I am a visiting PhD student from China and only became a Christian several months after I came to the UK. This is my first time abroad, and over the past few months, I’ve found the environment here fascinatingly different. I appreciate the warmth and kindness of people, the work-life balance, the attitudes towards life, the commitment to protecting human rights and the environment, and freedom of speech—some of which are not really a consensus in my home country. I have personally experienced the positive aspects of different societies and cultures and have gained a lot from them during this visiting period. However, if you ask what has had the deepest impact on me, I would say it is the good news from God, also known as the gospel.
Growing up in the Chinese education system, I was the typical student always praised by parents and teachers. I was one of their best models, always efficient and achieving good grades in my studies. I was like a machine, optimizing objective functions (if you know about maths…) toward every goal in every corner of my life with all my effort: the grade of an exam, the chance of admission, how much benefit I could get from a lecture, an event, a trip, even a film, a conversation. When I fell deeper into this state, time was measured by minutes. I even calculated and evaluated the time I spent on eating and never let myself stop and take a break.
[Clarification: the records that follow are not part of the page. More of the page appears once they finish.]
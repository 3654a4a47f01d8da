//! Playback session lifecycle
//!
//! Given a selected catalog item, picks the HTTP or peer-swarm engine,
//! tears down whatever was playing before, and folds the engine's
//! asynchronous progress into one UI-visible status. Background work
//! reports through a channel tagged with the session generation, so a
//! result from a superseded session is dropped instead of applied.

mod engine;
mod error;
mod http;
mod manager;
mod selector;
mod status;
mod surface;
mod swarm;

pub use engine::{EngineUpdate, StatusSink, StreamPlayer, SwarmClient, SwarmFile, SwarmId};
pub use error::EngineError;
pub use manager::SessionManager;
pub use selector::{is_peer_swarm, EngineKind, SourceClass, SourceDescriptor, TransportMode};
pub use status::SessionStatus;
pub use surface::{MediaAttachment, PlaybackSurface};

#[cfg(test)]
#[path = "session_tests.rs"]
mod tests;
I should admit that it somehow helped me get into one of the top universities in China, but it also left me with endless nightmares. Anxiety, obsession, and perfectionism became main problems lingering in my mind. It felt like there was no margin for error in my life, like a knife hanging over my head, and I didn’t make the optimal decision, my whole world might come to an end. I was so afraid of losing the material and social possessions I had, not even a small thing. But at the same time, when I didn’t have the energy to start my “optimizer engine,” I couldn’t even get out of bed and would stop my efforts completely. I felt lonely, meaningless, and unsafe. I complained a lot and kept asking why life wasn’t enjoyable for me, and what was the point of living like this. I needed help, but I was too stubborn and insecure to ask for it. I often overestimated my ability to completely manage myself, believing every result was a direct consequence of how well I behaved, reaping what I sowed, nothing to do with anyone else. My parents sometimes saw my vulnerable side and showed great concern. They tried their best, but their encouragement was always like, “Come on, you can get over it! You can do something relaxing and adjust yourself, then get the energy to rise again!” Or, “You’re too good to worry; there are many people who haven’t achieved as much as you; the worst thing that happens to you couldn’t be that bad.” I’d say, “Yes, it makes sense,” but I knew myself—I’d been trapped in this mindset since my school years, and it wasn’t something that could change me.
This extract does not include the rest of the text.